I’ve been doing some deep-dive testing on the Q8_0 quants for the Qwen 3.5 architecture, specifically focusing on long-context agent workflows, and I wanted to propose a slight tweak to the standard Q8_0 quantization schema for future updates.
Currently, conventional Q8_0 quantization crushes both the ssm_alpha and ssm_beta weights down to 8-bit. I believe these specific layers should be strictly preserved in their native BF16 precision, even in an otherwise fully 8-bit model.
Because,
- Accumulated Delta in Recurrent States: Because the SSM relies on recurrent mathematical states to maintain memory, the minor rounding errors introduced by Q8_0 compound with every single token. At 2,000 tokens, it’s invisible. But at 15,000+ tokens, this accumulated delta significantly degrades the model's context awareness and causes instruction drift.
- The Official Qwen Precedent: The official Qwen FP8 quantized models actually validate this exact approach. In their official releases, they deliberately leave these two specific projection weights in native BF16 to prevent context rot:
• model.language_model.layers.0.linear_attn.in_proj_a.weight [32, 2048] BF16
• model.language_model.layers.0.linear_attn.in_proj_b.weight [32, 2048] BF16 - Negligible Bandwidth Cost: Because these specific small matrices are mathematically tiny compared to the massive MoE routed experts, keeping them in BF16 consumes virtually zero extra memory bandwidth or VRAM.
- The Hardware Reality (APUs): Pure Q8_0 is currently incredibly important for users on specific hardwares, like the AMD Strix Halo APU. Q8_0 provides massive throughput advantages (especially via Vulkan compute shaders) because it bypasses the complex bit-shifting required by _K quants.

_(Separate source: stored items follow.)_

//! Merge, deduplication, and sub-query classification for multi-query retrieval.
//!
//! # Merge Algorithm
//!
//! 1. Tag each passage with `(sub-query index, rank)`.
//! 2. Stable-sort by sub-query index, then rank, so the output does not
//!    depend on the order in which concurrent searches completed.
//! 3. Keep the first occurrence of each dedup key.
//!
//! Every sub-query remembers the full set of keys it retrieved, including
//! keys that lost the dedup race to an earlier sub-query.

use std::collections::HashSet;

use crate::models::{PartialContext, Passage};

/// A passage tagged with the sub-query that produced it.
#[derive(Debug, Clone)]
pub struct TaggedPassage {
    pub passage: Passage,
    pub query_index: usize,
    pub rank: usize,
}

/// Merged, deduplicated passages plus per-sub-query contributions.
#[derive(Debug, Clone, Default)]
pub struct MergeOutcome {
    pub passages: Vec<Passage>,
    /// `contributions[i]` holds the dedup keys retrieved by sub-query `i`.
    pub contributions: Vec<HashSet<String>>,
}

impl MergeOutcome {
    pub fn is_empty(&self) -> bool {
        self.passages.is_empty()
    }
}

/// Tag per-query result lists with their origin.
pub fn tag_results(per_query: Vec<Vec<Passage>>) -> Vec<TaggedPassage> {
    per_query
        .into_iter()
        .enumerate()
        .flat_map(|(query_index, passages)| {
            passages
                .into_iter()
                .enumerate()
                .map(move |(rank, passage)| TaggedPassage {
                    passage,
                    query_index,
                    rank,
                })
        })
        .collect()
}

/// Merge tagged passages from `query_count` sub-queries.
pub fn merge_tagged(mut tagged: Vec<TaggedPassage>, query_count: usize) -> MergeOutcome {
    tagged.sort_by_key(|t| (t.query_index, t.rank));

    let mut contributions = vec![HashSet::new(); query_count];
    let mut seen = HashSet::new();
    let mut passages = Vec::new();

    for t in tagged {
        let key = t.passage.dedup_key();
        if let Some(set) = contributions.get_mut(t.query_index) {
            set.insert(key.clone());
        }
        if seen.insert(key) {
            passages.push(t.passage);
        }
    }

    MergeOutcome {
        passages,
        contributions,
    }
}

/// Classify each sub-query by what happened to the passages it retrieved.
///
/// - `unsatisfied`: none of its passages reached the security filter.
/// - `clearance_blocked`: some reached the filter, none survived it.
/// - `satisfied`: at least one of its passages is in the final list.
///
/// `queries` must not contain duplicates; a repeated query is classified
/// once, at its first position.
pub fn classify_sub_queries(
    queries: &[String],
    contributions: &[HashSet<String>],
    filtered_keys: &HashSet<String>,
    accessible_keys: &HashSet<String>,
) -> PartialContext {
    let empty = HashSet::new();
    let mut seen = HashSet::new();
    let mut partial = PartialContext::default();

    for (i, query) in queries.iter().enumerate() {
        if !seen.insert(query.as_str()) {
            continue;
        }
        let keys = contributions.get(i).unwrap_or(&empty);
        if !keys.iter().any(|k| filtered_keys.contains(k)) {
            partial.unsatisfied.push(query.clone());
        } else if keys.iter().any(|k| accessible_keys.contains(k)) {
            partial.satisfied.push(query.clone());
        } else {
            partial.clearance_blocked.push(query.clone());
        }
    }

    partial
}

/// Collect the dedup keys of a passage list.
pub fn key_set(passages: &[Passage]) -> HashSet<String> {
    passages.iter().map(Passage::dedup_key).collect()
}
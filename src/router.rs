//! LLM routing and fallback.
//!
//! [`LlmRouter::select_model`] picks a provider tier from the highest
//! security level among the passages going into the prompt. Generation runs
//! through a small state machine:
//!
//! ```text
//! Primary ──ok──▶ Success
//!    │
//!    └─err──▶ PrimaryFailed ──ineligible──▶ Error
//!                  │
//!                  └─eligible──▶ FallbackAttempted ──ok──▶ Success
//!                                        │
//!                                        └─err──▶ FallbackFailed ──▶ Error
//! ```
//!
//! A fallback is eligible when the primary error is retryable, a distinct
//! fallback model is configured, and the content does not exceed
//! `fallback_max_level`. Callers only ever see one synthesized
//! [`RouterError`].

use futures::future::BoxFuture;
use futures::StreamExt;
use secure_rag_core::models::SecurityLevel;
use secure_rag_core::prompt::Prompt;
use std::future::Future;
use std::sync::Arc;
use std::time::Duration;

use crate::config::LlmConfig;
use crate::error::{LlmError, RouterError};
use crate::llm::{create_model, LanguageModel, TokenStream};

#[derive(Debug, Clone, Copy, PartialEq, Eq)]
pub enum ModelTier {
    Default,
    Internal,
    Fallback,
}

impl ModelTier {
    pub fn as_str(self) -> &'static str {
        match self {
            ModelTier::Default => "default",
            ModelTier::Internal => "internal",
            ModelTier::Fallback => "fallback",
        }
    }
}

/// A selected model and the tier it came from.
#[derive(Clone)]
pub struct ModelHandle {
    pub model: Arc<dyn LanguageModel>,
    pub tier: ModelTier,
}

impl ModelHandle {
    pub fn provider_name(&self) -> &str {
        self.model.name()
    }
}

/// A completed non-streaming generation.
#[derive(Debug, Clone, PartialEq)]
pub struct Generation {
    pub text: String,
    pub provider: String,
    pub used_fallback: bool,
}

/// A primed token stream: the first token already arrived successfully.
pub struct GenerationStream {
    pub tokens: TokenStream,
    pub provider: String,
    pub used_fallback: bool,
}

struct Outcome<T> {
    value: T,
    provider: String,
    used_fallback: bool,
}

enum FallbackState {
    Primary,
    PrimaryFailed(LlmError),
    FallbackAttempted(Arc<dyn LanguageModel>),
    FallbackFailed(LlmError),
}

pub struct LlmRouter {
    default: Arc<dyn LanguageModel>,
    internal: Option<Arc<dyn LanguageModel>>,
    fallback: Option<Arc<dyn LanguageModel>>,
    internal_threshold: SecurityLevel,
    fallback_max_level: Option<SecurityLevel>,
    timeout: Duration,
}

impl LlmRouter {
    pub fn new(
        config: &LlmConfig,
        default: Arc<dyn LanguageModel>,
        internal: Option<Arc<dyn LanguageModel>>,
        fallback: Option<Arc<dyn LanguageModel>>,
    ) -> Self {
        Self {
            default,
            internal,
            fallback,
            internal_threshold: config.internal_threshold,
            fallback_max_level: config.fallback_max_level,
            timeout: Duration::from_secs(config.timeout_secs),
        }
    }

    /// Build every configured provider.
    pub fn from_config(config: &LlmConfig) -> anyhow::Result<Self> {
        let default = create_model(&config.default)?;
        let internal = config.internal.as_ref().map(create_model).transpose()?;
        let fallback = config.fallback.as_ref().map(create_model).transpose()?;
        let router = Self::new(config, default, internal, fallback);
        for (tier, provider) in router.providers() {
            tracing::info!(tier = tier.as_str(), provider = %provider, "llm provider ready");
        }
        Ok(router)
    }

    /// `(tier, provider)` pairs for every configured model.
    pub fn providers(&self) -> Vec<(ModelTier, String)> {
        let mut out = vec![(ModelTier::Default, self.default.name().to_string())];
        if let Some(m) = &self.internal {
            out.push((ModelTier::Internal, m.name().to_string()));
        }
        if let Some(m) = &self.fallback {
            out.push((ModelTier::Fallback, m.name().to_string()));
        }
        out
    }

    /// Pick a model for content whose highest level is `max_level`.
    ///
    /// No passages selects the default model. Content at or above the
    /// internal threshold goes to the internal model when one is configured.
    pub fn select_model(&self, max_level: Option<SecurityLevel>) -> ModelHandle {
        let sensitive = max_level.is_some_and(|l| l >= self.internal_threshold);
        let handle = match (&self.internal, sensitive) {
            (Some(internal), true) => ModelHandle {
                model: internal.clone(),
                tier: ModelTier::Internal,
            },
            (None, true) => {
                tracing::warn!(
                    level = ?max_level,
                    "sensitive content but no internal model configured; using default"
                );
                ModelHandle {
                    model: self.default.clone(),
                    tier: ModelTier::Default,
                }
            }
            (_, false) => ModelHandle {
                model: self.default.clone(),
                tier: ModelTier::Default,
            },
        };
        tracing::info!(
            tier = handle.tier.as_str(),
            provider = handle.provider_name(),
            level = ?max_level,
            "model selected"
        );
        handle
    }

    /// Generate a complete response, falling back once if eligible.
    pub async fn generate(
        &self,
        handle: &ModelHandle,
        prompt: &Prompt,
        max_level: Option<SecurityLevel>,
    ) -> Result<Generation, RouterError> {
        let outcome = self
            .run_with_fallback(handle, max_level, |model| {
                Box::pin(async move { model.invoke(prompt).await })
            })
            .await?;
        Ok(Generation {
            text: outcome.value,
            provider: outcome.provider,
            used_fallback: outcome.used_fallback,
        })
    }

    /// Open a token stream, falling back once if the primary fails before
    /// its first token.
    pub async fn stream(
        &self,
        handle: &ModelHandle,
        prompt: &Prompt,
        max_level: Option<SecurityLevel>,
    ) -> Result<GenerationStream, RouterError> {
        let outcome = self
            .run_with_fallback(handle, max_level, |model| {
                Box::pin(async move {
                    let mut tokens = model.stream(prompt).await?;
                    let first = tokens.next().await.transpose()?;
                    Ok((first, tokens))
                })
            })
            .await?;

        let (first, rest) = outcome.value;
        let idle = self.timeout;
        let tokens = async_stream::stream! {
            if let Some(first) = first {
                yield Ok(first);
            }
            let mut rest = rest;
            loop {
                match tokio::time::timeout(idle, rest.next()).await {
                    Ok(Some(item)) => yield item,
                    Ok(None) => break,
                    Err(_) => {
                        yield Err(LlmError::Timeout);
                        break;
                    }
                }
            }
        };

        Ok(GenerationStream {
            tokens: Box::pin(tokens),
            provider: outcome.provider,
            used_fallback: outcome.used_fallback,
        })
    }

    async fn run_with_fallback<'a, T>(
        &self,
        handle: &ModelHandle,
        max_level: Option<SecurityLevel>,
        attempt: impl Fn(Arc<dyn LanguageModel>) -> BoxFuture<'a, Result<T, LlmError>>,
    ) -> Result<Outcome<T>, RouterError> {
        let primary = handle.model.clone();
        let mut attempts = 0;
        let mut state = FallbackState::Primary;

        loop {
            state = match state {
                FallbackState::Primary => {
                    attempts += 1;
                    match self.timed(attempt(primary.clone())).await {
                        Ok(value) => {
                            return Ok(Outcome {
                                value,
                                provider: primary.name().to_string(),
                                used_fallback: false,
                            })
                        }
                        Err(e) => FallbackState::PrimaryFailed(e),
                    }
                }
                FallbackState::PrimaryFailed(err) => {
                    match self.eligible_fallback(primary.as_ref(), max_level, &err) {
                        Some(fallback) => {
                            tracing::warn!(
                                primary = primary.name(),
                                fallback = fallback.name(),
                                error = %err,
                                "primary model failed; trying fallback"
                            );
                            FallbackState::FallbackAttempted(fallback)
                        }
                        None => {
                            tracing::error!(provider = primary.name(), error = %err, "generation failed");
                            return Err(RouterError::Exhausted { attempts, last: err });
                        }
                    }
                }
                FallbackState::FallbackAttempted(fallback) => {
                    attempts += 1;
                    match self.timed(attempt(fallback.clone())).await {
                        Ok(value) => {
                            return Ok(Outcome {
                                value,
                                provider: fallback.name().to_string(),
                                used_fallback: true,
                            })
                        }
                        Err(e) => {
                            tracing::error!(provider = fallback.name(), error = %e, "fallback model failed");
                            FallbackState::FallbackFailed(e)
                        }
                    }
                }
                FallbackState::FallbackFailed(err) => {
                    return Err(RouterError::Exhausted { attempts, last: err });
                }
            };
        }
    }

    fn eligible_fallback(
        &self,
        primary: &dyn LanguageModel,
        max_level: Option<SecurityLevel>,
        err: &LlmError,
    ) -> Option<Arc<dyn LanguageModel>> {
        if !err.is_retryable() {
            tracing::debug!(error = %err, "error not eligible for fallback");
            return None;
        }
        let fallback = self.fallback.as_ref()?;
        if fallback.name() == primary.name() {
            return None;
        }
        if let (Some(cap), Some(level)) = (self.fallback_max_level, max_level) {
            if level > cap {
                tracing::warn!(%level, %cap, "content too sensitive for fallback model");
                return None;
            }
        }
        Some(fallback.clone())
    }

    async fn timed<T>(&self, fut: impl Future<Output = Result<T, LlmError>>) -> Result<T, LlmError> {
        match tokio::time::timeout(self.timeout, fut).await {
            Ok(result) => result,
            Err(_) => Err(LlmError::Timeout),
        }
    }
}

Creating a Q8_0 that surgically protects ssm_alpha and ssm_beta with BF16 would give hardware users the absolute best of both worlds: fast, flat 8-bit matrix multiplication for the heavy experts, with uncompressed logic retention for massive context windows, which is particularly crucial for multi-turn agentic use.
FYI, t/s performances of my setting (Strix Halo with 128GB RAM) are,
Conventional Q8_0 quant: better with vulkan, 39-40 t/s
UD-Q8_K_XL: negligible difference, 30-31 t/s
UD-Q6_K_XL: better with rocm, 33-34 t/s
AesSedai Q5_K: better with vulkan, 43-44 t/s (Q8_0 used for many weights)
UD-Q4_K_XL: better with rocm, 40-41 t/s
(Q6_K used for many weights instead)
I mean, Q8_0 quant they are currently working on. I know UD-Q8 quant already uses BF16 for ssm weights (actually, UD-Q6 quant also uses BF16), but t/s performance is much lower than conventional Q8_0 with my hardware setup, which (I suppose) is mainly due to much more BF16 weights used (especially for attention and embedding).